6. We need to encourage groups of people to identify needs and ways of addressing them using co-operative principles of self help organisation. This is not about direction from the centre. Deciding what outside support is needed from those with relevant knowledge, experience and expertise is a matter for the local groups themselves to determine.
7. The value of Co-operative businesses has evolved over 160 years as a worldwide movement. A pre-condition for social co-operatives are its members. Leadership must be driven by the grassroots if they are to achieve their potential.
8. Without grassroots initiatives there is no raw material to build upon. One of the main challenges is how we encourage, enable and support the emergence of local social co-operative groups. The use of community development methods can help participants to respond to any external support needs, which they themselves identify - possibly by means of a ‘federal group’that they themselves would elect. This kind of approach will hopefully lead to authentic, sustainable developments that will encourage other groups to participate.
9. We also need to consider how social care co-operatives might communicate with each other and with the wider co-operative movement and to what extent we can assist this process. The Global Media Hub arm of the Co-operative Press can help with this.

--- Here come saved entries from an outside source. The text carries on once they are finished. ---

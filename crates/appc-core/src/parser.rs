//! # Term Parser
//!
//! Recursive-descent parser over the tokens produced by [`crate::lexer`].
//! A document is a sequence of terms, each ended by a `.` terminator; this
//! is the format of templates, descriptors, and vars files alike.

use crate::atom::Atom;
use crate::error::{ParseError, ParseResult};
use crate::lexer::{Lexer, Token, TokenKind};
use crate::term::Term;

/// Deepest nesting of lists, tuples, and maps accepted in one term.
pub const MAX_DEPTH: usize = 256;

/// Parse every `.`-terminated term in `source`, in order.
///
/// An empty document (only whitespace and comments) yields an empty vector.
pub fn parse_terms(source: &str) -> ParseResult<Vec<Term>> {
    let mut parser = Parser::new(Lexer::new(source).tokenize()?);
    let mut terms = Vec::new();
    while !parser.at_eof() {
        terms.push(parser.term()?);
        parser.expect(TokenKind::Dot, "'.' after term")?;
    }
    Ok(terms)
}

/// Parse a document that contains exactly one `.`-terminated term.
pub fn parse_term(source: &str) -> ParseResult<Term> {
    let mut parser = Parser::new(Lexer::new(source).tokenize()?);
    if parser.at_eof() {
        let t = parser.current();
        return Err(ParseError::new("no term found", t.line, t.column));
    }
    let term = parser.term()?;
    parser.expect(TokenKind::Dot, "'.' after term")?;
    if !parser.at_eof() {
        let t = parser.current();
        return Err(ParseError::new(
            "expected a single term, found more",
            t.line,
            t.column,
        ));
    }
    Ok(term)
}

struct Parser {
    tokens: Vec<Token>,
    pos: usize,
    depth: usize,
}

impl Parser {
    fn new(tokens: Vec<Token>) -> Self {
        Self {
            tokens,
            pos: 0,
            depth: 0,
        }
    }

    fn current(&self) -> &Token {
        // The lexer always terminates the stream with Eof.
        &self.tokens[self.pos.min(self.tokens.len() - 1)]
    }

    fn at_eof(&self) -> bool {
        self.current().kind == TokenKind::Eof
    }

    fn advance(&mut self) -> Token {
        let token = self.current().clone();
        if token.kind != TokenKind::Eof {
            self.pos += 1;
        }
        token
    }

    fn check(&self, kind: &TokenKind) -> bool {
        &self.current().kind == kind
    }

    fn unexpected(&self, expected: &str) -> ParseError {
        let t = self.current();
        ParseError::unexpected(expected, &t.kind.describe(), t.line, t.column)
    }

    fn expect(&mut self, kind: TokenKind, expected: &str) -> ParseResult<()> {
        if self.check(&kind) {
            self.advance();
            Ok(())
        } else {
            Err(self.unexpected(expected))
        }
    }

    fn term(&mut self) -> ParseResult<Term> {
        let token = self.advance();
        let (line, column) = (token.line, token.column);
        match token.kind {
            TokenKind::Atom(a) => Ok(Term::Atom(Atom::new(a))),
            TokenKind::Integer(i) => Ok(Term::Integer(i)),
            TokenKind::Float(x) => Ok(Term::Float(x)),
            TokenKind::Str(s) => Ok(Term::String(self.adjacent_strings(s))),
            sign @ (TokenKind::Minus | TokenKind::Plus) => {
                let negate = sign == TokenKind::Minus;
                match self.advance().kind {
                    TokenKind::Integer(i) => Ok(Term::Integer(if negate { -i } else { i })),
                    TokenKind::Float(x) => Ok(Term::Float(if negate { -x } else { x })),
                    other => Err(ParseError::unexpected(
                        "number after sign",
                        &other.describe(),
                        token.line,
                        token.column,
                    )),
                }
            }
            TokenKind::LBrace => self.nested(line, column, |p| {
                p.sequence(&TokenKind::RBrace, "'}'").map(Term::Tuple)
            }),
            TokenKind::LBracket => self.nested(line, column, Self::list),
            TokenKind::BinOpen => self.nested(line, column, Self::binary),
            TokenKind::MapOpen => self.nested(line, column, Self::map),
            TokenKind::Var(name) => Err(ParseError::new(
                format!("variable {name} is not allowed in a literal term"),
                token.line,
                token.column,
            )),
            other => Err(ParseError::unexpected(
                "a term",
                &other.describe(),
                token.line,
                token.column,
            )),
        }
    }

    /// Run `parse` one level deeper than the opener at `line:column`.
    /// Fails past [`MAX_DEPTH`] instead of recursing further.
    fn nested(
        &mut self,
        line: usize,
        column: usize,
        parse: impl FnOnce(&mut Self) -> ParseResult<Term>,
    ) -> ParseResult<Term> {
        if self.depth >= MAX_DEPTH {
            return Err(ParseError::new("term nested too deeply", line, column));
        }
        self.depth += 1;
        let result = parse(self);
        self.depth -= 1;
        result
    }

    /// `"abc" "def"` is a single string.
    fn adjacent_strings(&mut self, mut text: String) -> String {
        while let TokenKind::Str(next) = &self.current().kind {
            text.push_str(next);
            self.advance();
        }
        text
    }

    /// Comma-separated terms up to `close`, which is consumed.
    fn sequence(&mut self, close: &TokenKind, expected: &str) -> ParseResult<Vec<Term>> {
        let mut items = Vec::new();
        if self.check(close) {
            self.advance();
            return Ok(items);
        }
        loop {
            items.push(self.term()?);
            if self.check(&TokenKind::Comma) {
                self.advance();
            } else if self.check(close) {
                self.advance();
                return Ok(items);
            } else {
                return Err(self.unexpected(&format!("',' or {expected}")));
            }
        }
    }

    fn list(&mut self) -> ParseResult<Term> {
        let mut items = Vec::new();
        if self.check(&TokenKind::RBracket) {
            self.advance();
            return Ok(Term::List(items));
        }
        loop {
            items.push(self.term()?);
            if self.check(&TokenKind::Comma) {
                self.advance();
            } else if self.check(&TokenKind::RBracket) {
                self.advance();
                return Ok(Term::List(items));
            } else if self.check(&TokenKind::Pipe) {
                let pipe = self.advance();
                match self.term()? {
                    Term::List(tail) => items.extend(tail),
                    _ => {
                        return Err(ParseError::new(
                            "improper lists are not supported",
                            pipe.line,
                            pipe.column,
                        ))
                    }
                }
                self.expect(TokenKind::RBracket, "']'")?;
                return Ok(Term::List(items));
            } else {
                return Err(self.unexpected("',', '|' or ']'"));
            }
        }
    }

    fn binary(&mut self) -> ParseResult<Term> {
        let mut text = String::new();
        if self.check(&TokenKind::BinClose) {
            self.advance();
            return Ok(Term::Binary(text));
        }
        loop {
            let token = self.advance();
            match token.kind {
                TokenKind::Str(s) => text.push_str(&self.adjacent_strings(s)),
                other => {
                    return Err(ParseError::unexpected(
                        "string segment in binary",
                        &other.describe(),
                        token.line,
                        token.column,
                    ))
                }
            }
            if self.check(&TokenKind::Comma) {
                self.advance();
            } else {
                self.expect(TokenKind::BinClose, "',' or '>>'")?;
                return Ok(Term::Binary(text));
            }
        }
    }

    fn map(&mut self) -> ParseResult<Term> {
        let mut pairs = Vec::new();
        if self.check(&TokenKind::RBrace) {
            self.advance();
            return Ok(Term::Map(pairs));
        }
        loop {
            let key = self.term()?;
            self.expect(TokenKind::Arrow, "'=>'")?;
            let value = self.term()?;
            pairs.push((key, value));
            if self.check(&TokenKind::Comma) {
                self.advance();
            } else {
                self.expect(TokenKind::RBrace, "',' or '}'")?;
                return Ok(Term::Map(pairs));
            }
        }
    }
}
//! # appc-cli — Descriptor Compiler CLI
//!
//! Provides the `appc` command-line interface over `appc-compiler`.
//!
//! ## Subcommands
//!
//! - `appc compile` — Render, write, and validate descriptors.
//! - `appc validate` — Validate existing descriptors without rendering.
//! - `appc clean` — Remove descriptors generated from templates.
//!
//! ```bash
//! appc compile apps/foo apps/bar
//! appc compile apps/foo --check --json
//! appc --config appc.yaml --skip-module-validation validate apps/foo
//! appc clean apps/foo/src/foo.app.src
//! ```
//!
//! Every subcommand returns exit code 0 when all applications succeed and 1
//! otherwise. Applications are processed in order and a failure does not
//! stop the remaining ones.

pub mod clean;
pub mod compile;
pub mod validate;

use std::path::{Path, PathBuf};

use anyhow::{Context, Result};
use sha2::{Digest, Sha256};

use appc_compiler::BuildState;

/// Build the configuration from `--config`, then apply flag overrides.
pub fn build_state(
    config: Option<&Path>,
    vars_file: Option<&Path>,
    skip_module_validation: bool,
) -> Result<BuildState> {
    let mut state = match config {
        Some(path) => BuildState::load(path)
            .with_context(|| format!("failed to load configuration: {}", path.display()))?,
        None => BuildState::new(),
    };
    if let Some(vars) = vars_file {
        state = state.with_app_vars_file(vars);
    }
    if skip_module_validation {
        state = state.with_validate_app_modules(false);
    }
    Ok(state)
}

/// The directories to operate on; the current directory when none given.
pub fn app_dirs(dirs: &[PathBuf]) -> Vec<PathBuf> {
    if dirs.is_empty() {
        vec![PathBuf::from(".")]
    } else {
        dirs.to_vec()
    }
}

/// Lowercase hex SHA-256 of `bytes`.
pub fn sha256_hex(bytes: &[u8]) -> String {
    let digest = Sha256::digest(bytes);
    digest.iter().map(|b| format!("{b:02x}")).collect()
}

#[cfg(test)]
mod tests {
    use super::*;

    #[test]
    fn sha256_hex_known_vector() {
        assert_eq!(
            sha256_hex(b""),
            "e3b0c44298fc1c149afbf4c8996fb92427ae41e4649b934ca495991b7852b855"
        );
    }

    #[test]
    fn app_dirs_defaults_to_cwd() {
        assert_eq!(app_dirs(&[]), vec![PathBuf::from(".")]);
        let given = vec![PathBuf::from("a"), PathBuf::from("b")];
        assert_eq!(app_dirs(&given), given);
    }

    #[test]
    fn flags_override_config() {
        let dir = tempfile::tempdir().unwrap();
        let config = dir.path().join("appc.yaml");
        std::fs::write(&config, "validate_app_modules: true\napp_vars_file: a.vars\n").unwrap();

        let state = build_state(Some(&config), Some(Path::new("/b.vars")), true).unwrap();
        assert!(!state.validate_app_modules());
        assert_eq!(state.app_vars_file(), Some(Path::new("/b.vars")));
    }

    #[test]
    fn bad_config_is_reported_with_path() {
        let err = build_state(Some(Path::new("/nonexistent/appc.yaml")), None, false).unwrap_err();
        assert!(format!("{err:#}").contains("/nonexistent/appc.yaml"));
    }
}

10. We can also perhaps learn from the experience of the Scottish Co-production Network. This is an informal and inclusive, "free and open to anyone who is interested in co-production in Scotland". This has a wide remit, but a wider forum involving housing, credit unions, food, food retail, financial institutions, community pharmacy, funeral care, education and time-banking etc might prove very useful. It would enable us to build effective links and a shared sense of purpose that a successful 2012 UN Year of Co-operatives should lead to a 2021 Co-operative Decade.